At the height of the Covid-19 crisis, the Philippines managed to raise much-needed financing for its priority programs, a Cabinet official said on Thursday.

“The financing was needed for quick recovery and to address the scarring effect of the Covid-19 pandemic, disaster, rural development, social protection, nutrition, and the like,” Finance Secretary Benjamin Diokno said.

Diokno cited the World Bank Group report which revealed that the Philippines is now the WB’s seventh top borrower in 2022 with $1.58 billion taken out from the International Bank for Reconstruction and Development.

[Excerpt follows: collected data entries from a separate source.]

use crate::animation::behavior::BehaviorStyle;
use crate::animation::entry::EntryStyle;
use crate::animation::exit::ExitStyle;
use crate::direction::resolver::is_hex_color;
use crate::payload::model::{CinematicDirection, LyricLine, WordDirective, WordTiming};
use crate::style::lexicon::{self, normalize_word};
use crate::style::tables::{self, METAPHORS, Metaphor};

pub const MIN_EMPHASIS: u8 = 1;
pub const MAX_EMPHASIS: u8 = 5;
const HERO_BOOST: u8 = 2;
const LONG_WORD_CHARS: usize = 8;

#[derive(Clone, Debug, Default, PartialEq)]
/// Word-level direction after layering the explicit directive, storyboard and lexicon defaults.
pub struct ResolvedDirective {
    pub entry: Option<EntryStyle>,
    pub behavior: Option<BehaviorStyle>,
    pub exit: Option<ExitStyle>,
    pub metaphor: Option<&'static Metaphor>,
    /// Validated hex color override.
    pub color: Option<String>,
    /// Emphasis level in `1..=5`.
    pub emphasis: u8,
    pub ghost_trail: bool,
    pub letter_sequence: bool,
}

#[derive(Clone, Debug, PartialEq)]
/// One timed word attached to its owning line.
pub struct WordMetaEntry {
    /// Display text.
    pub text: String,
    /// Normalized key used for directive lookup.
    pub key: String,
    pub start: f64,
    pub end: f64,
    /// Owning line index.
    pub line: usize,
    /// Position among the line's words, in time order.
    pub index_in_line: usize,
    /// Set when the entry stands in for a whole line because the payload has no word timing.
    pub whole_line: bool,
    pub directive: ResolvedDirective,
}

/// Attach every timed word to a line and resolve its directive.
///
/// A word belongs to the line whose `[start, end]` contains its midpoint; words outside every line
/// go to the line with the nearest start. Words with non-finite timing are dropped. Without any
/// word timing each line becomes a single whole-line entry.
///
/// The result is ordered by line, then by start time.
#[tracing::instrument(skip_all, fields(lines = lines.len(), words = words.len()))]
pub fn build_word_meta(
    lines: &[LyricLine],
    words: &[WordTiming],
    direction: &CinematicDirection,
) -> Vec<WordMetaEntry> {
    if lines.is_empty() {
        if !words.is_empty() {
            tracing::debug!("words present without lines; nothing to attach to");
        }
        return Vec::new();
    }

    let mut out: Vec<WordMetaEntry> = if words.is_empty() {
        tracing::debug!("no word timing, falling back to whole-line chunks");
        lines
            .iter()
            .enumerate()
            .filter(|(_, l)| l.start.is_finite() && l.end.is_finite() && !l.text.trim().is_empty())
            .map(|(i, l)| entry(l.text.trim(), l.start, l.end.max(l.start), i, true))
            .collect()
    } else {
        words
            .iter()
            .filter(|w| w.start.is_finite() && w.end.is_finite())
            .filter_map(|w| {
                let line = owning_line(lines, w)?;
                Some(entry(&w.word, w.start, w.end.max(w.start), line, false))
            })
            .collect()
    };

    out.sort_by(|a, b| a.line.cmp(&b.line).then(a.start.total_cmp(&b.start)));

    let mut prev_line = None;
    let mut idx = 0;
    for e in &mut out {
        if prev_line != Some(e.line) {
            prev_line = Some(e.line);
            idx = 0;
        }
        e.index_in_line = idx;
        idx += 1;
        e.directive = resolve_directive(e, direction);
    }
    out
}

fn entry(text: &str, start: f64, end: f64, line: usize, whole_line: bool) -> WordMetaEntry {
    WordMetaEntry {
        text: text.to_string(),
        key: normalize_word(text),
        start,
        end,
        line,
        index_in_line: 0,
        whole_line,
        directive: ResolvedDirective::default(),
    }
}

fn owning_line(lines: &[LyricLine], w: &WordTiming) -> Option<usize> {
    let mid = 0.5 * (w.start + w.end.max(w.start));
    lines
        .iter()
        .position(|l| mid >= l.start && mid <= l.end)
        .or_else(|| {
            lines
                .iter()
                .enumerate()
                .filter(|(_, l)| l.start.is_finite())
                .min_by(|(_, a), (_, b)| {
                    (a.start - w.start)
                        .abs()
                        .total_cmp(&(b.start - w.start).abs())
                })
                .map(|(i, _)| i)
        })
}

/// Lexicon-driven emphasis used when no directive names one.
pub fn default_emphasis(key: &str) -> u8 {
    if lexicon::is_impact(key) {
        3
    } else if key.chars().count() >= LONG_WORD_CHARS {
        2
    } else {
        MIN_EMPHASIS
    }
}

fn resolve_directive(e: &WordMetaEntry, direction: &CinematicDirection) -> ResolvedDirective {
    let explicit = direction.word_directives.get(&e.key);
    let fallback = WordDirective::default();
    let d = explicit.unwrap_or(&fallback);

    let base = if e.whole_line {
        MIN_EMPHASIS
    } else {
        default_emphasis(&e.key)
    };
    let mut emphasis = d
        .emphasis
        .map_or(base, |v| v.clamp(MIN_EMPHASIS, MAX_EMPHASIS));
    if is_hero(e, direction) {
        emphasis = (emphasis + HERO_BOOST).min(MAX_EMPHASIS);
    }

    let metaphor = d.metaphor.as_deref().and_then(|tag| {
        let hit = tables::find(&METAPHORS, tag);
        if hit.is_none() {
            tracing::debug!(tag, word = %e.key, "unknown metaphor tag, ignoring");
        }
        hit
    });
    let color = d.color.as_deref().and_then(|c| {
        if is_hex_color(c) {
            Some(c.to_string())
        } else {
            tracing::debug!(color = c, word = %e.key, "invalid color override, ignoring");
            None
        }
    });

    ResolvedDirective {
        entry: d.entry.as_deref().and_then(EntryStyle::from_tag),
        behavior: d.behavior.as_deref().and_then(BehaviorStyle::from_tag),
        exit: d.exit.as_deref().and_then(ExitStyle::from_tag),
        metaphor,
        color,
        emphasis,
        ghost_trail: d.ghost_trail,
        letter_sequence: d.letter_sequence,
    }
}

fn is_hero(e: &WordMetaEntry, direction: &CinematicDirection) -> bool {
    direction.storyboard.iter().any(|b| {
        b.line_index == e.line
            && b
                .hero_word
                .as_deref()
                .is_some_and(|h| !e.key.is_empty() && normalize_word(h) == e.key)
    })
}

#[cfg(test)]
#[path = "../../tests/unit/words/meta.rs"]
mod tests;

The IBRD, which is an integral part of the WB, advances loans for WB-member countries’ development programs.
“The fact that the Philippines was able to raise substantial resources at the height of the crises should be seen positively,” Diokno stressed.

“It shows the IBRD’s confidence in the Philippine government’s debt-paying capacity owing to its sound macroeconomic fundamentals,” he said.

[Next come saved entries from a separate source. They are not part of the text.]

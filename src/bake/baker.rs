use crate::bake::config::BakeConfig;
use crate::bake::frame::{BakeState, bake_frame};
use crate::bake::prebake::PrebakedData;
use crate::bake::timeline::{Keyframe, Timeline};
use crate::foundation::error::BakeResult;
use crate::layout::measure::{GlyphWidthEstimator, TextMeasure};
use crate::payload::model::Payload;

/// Bake `payload` in one call using the built-in glyph-width estimator.
pub fn bake(payload: &Payload, config: &BakeConfig) -> BakeResult<Timeline> {
    bake_with(payload, config, &mut GlyphWidthEstimator, None)
}

/// Bake `payload` in one call with a caller-chosen measurer.
///
/// `progress` receives `frames_done / frame_count` every `config.progress_every` frames and a
/// final `1.0`. Values never decrease.
#[tracing::instrument(skip_all, fields(lines = payload.lines.len()))]
pub fn bake_with(
    payload: &Payload,
    config: &BakeConfig,
    measure: &mut dyn TextMeasure,
    mut progress: Option<&mut dyn FnMut(f64)>,
) -> BakeResult<Timeline> {
    let data = PrebakedData::build(payload, config, measure)?;
    let mut state = BakeState::new(&data);
    let total = data.frame_count;
    let every = config.progress_every.max(1);

    let mut keyframes = Vec::with_capacity(total as usize);
    for frame in 0..total {
        keyframes.push(bake_frame(&data, &mut state, frame));
        let done = frame + 1;
        if done % every == 0
            && done < total
            && let Some(cb) = progress.as_deref_mut()
        {
            cb(done as f64 / total as f64);
        }
    }
    if let Some(cb) = progress {
        cb(1.0);
    }

    tracing::debug!(frames = total, "bake complete");
    Ok(into_timeline(&data, keyframes))
}

fn into_timeline(data: &PrebakedData, keyframes: Vec<Keyframe>) -> Timeline {
    Timeline {
        fps: data.config.fps,
        frame_count: data.frame_count,
        song_start: data.song_start,
        song_end: data.song_end,
        keyframes,
    }
}

#[derive(Clone, Copy, Debug, PartialEq, Eq)]
/// Outcome of one [`ChunkedBake::step`].
pub enum BakeStep {
    /// More batches remain.
    Pending { done: u64, total: u64 },
    /// Every frame has been baked.
    Done,
}

/// Resumable bake that produces frames in fixed-size batches.
///
/// The host calls [`step`](Self::step) and is free to do other work between calls. Dropping the
/// value abandons the bake; nothing needs cleaning up. The result is identical to [`bake_with`]
/// for any batch size.
pub struct ChunkedBake {
    data: PrebakedData,
    state: BakeState,
    keyframes: Vec<Keyframe>,
    next_frame: u64,
    batch_frames: u64,
}

impl ChunkedBake {
    /// Prebake `payload`; no frames are produced until the first [`step`](Self::step).
    #[tracing::instrument(skip_all, fields(lines = payload.lines.len()))]
    pub fn new(
        payload: &Payload,
        config: &BakeConfig,
        measure: &mut dyn TextMeasure,
    ) -> BakeResult<Self> {
        let data = PrebakedData::build(payload, config, measure)?;
        let state = BakeState::new(&data);
        Ok(Self {
            keyframes: Vec::with_capacity(data.frame_count as usize),
            batch_frames: config.chunk_frames.max(1),
            data,
            state,
            next_frame: 0,
        })
    }

    /// Override the batch size from the config.
    pub fn with_batch_frames(mut self, frames: u64) -> Self {
        self.batch_frames = frames.max(1);
        self
    }

    pub fn batch_frames(&self) -> u64 {
        self.batch_frames
    }

    pub fn frame_count(&self) -> u64 {
        self.data.frame_count
    }

    pub fn is_done(&self) -> bool {
        self.next_frame >= self.data.frame_count
    }

    /// Fraction of frames baked so far, in `[0, 1]`.
    pub fn progress(&self) -> f64 {
        if self.data.frame_count == 0 {
            1.0
        } else {
            self.next_frame as f64 / self.data.frame_count as f64
        }
    }

    /// Bake the next batch.
    pub fn step(&mut self) -> BakeStep {
        let total = self.data.frame_count;
        let end = self.next_frame.saturating_add(self.batch_frames).min(total);
        for frame in self.next_frame..end {
            self.keyframes.push(bake_frame(&self.data, &mut self.state, frame));
        }
        tracing::trace!(from = self.next_frame, to = end, total, "baked batch");
        self.next_frame = end;

        if self.is_done() {
            BakeStep::Done
        } else {
            BakeStep::Pending { done: end, total }
        }
    }

    /// Bake whatever remains and return the timeline.
    pub fn finish(mut self) -> Timeline {
        while self.step() != BakeStep::Done {}
        into_timeline(&self.data, self.keyframes)
    }
}

/// Drive a [`ChunkedBake`] to completion, calling `on_yield` with the progress between batches.
///
/// `on_yield` is the host's chance to interleave other work; it always ends with `1.0`.
pub fn bake_chunked(
    payload: &Payload,
    config: &BakeConfig,
    measure: &mut dyn TextMeasure,
    mut on_yield: impl FnMut(f64),
) -> BakeResult<Timeline> {
    let mut bake = ChunkedBake::new(payload, config, measure)?;
    while let BakeStep::Pending { .. } = bake.step() {
        on_yield(bake.progress());
    }
    on_yield(1.0);
    Ok(bake.finish())
}

#[cfg(test)]
#[path = "../../tests/unit/bake/baker.rs"]
mod tests;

Macroeconomic fundamentals

Funds advanced to the country by the IBRD this year included $600 million for promoting competitiveness and enhancing resilience in natural disasters; $300 million as second additional financing for the country’s COVID-19 response; and $179.1 million for the country’s multisectoral nutrition project.

India has emerged as the WB top borrower in fiscal year 2022 ending June 30, dethroning the Philippines, which is now ranked seventh with about $1.58 billion sourced from the IBRD.

In the previous fiscal year, the Philippines was the top client of the World Bank’s lending arm, which committed $3.07 billion for the country’s funding needs.

The World Bank’s 2022 annual report showed that India secured $3.99 billion, followed by Indonesia ($2.6 billion), Colombia ($2.13 billion), Morocco ($1.83 billion), Argentina ($1.8 billion), and Turkey ($1.59 billion).

Rounding out the top 10 are Ukraine ($1.57 billion), Angola ($1.31 billion), and South Africa ($1.23 billion).

IBRD finances its loans from its own equity and from money borrowed in the capital markets through the issuance of IBRD bonds to fund development projects in member countries, including the Philippines.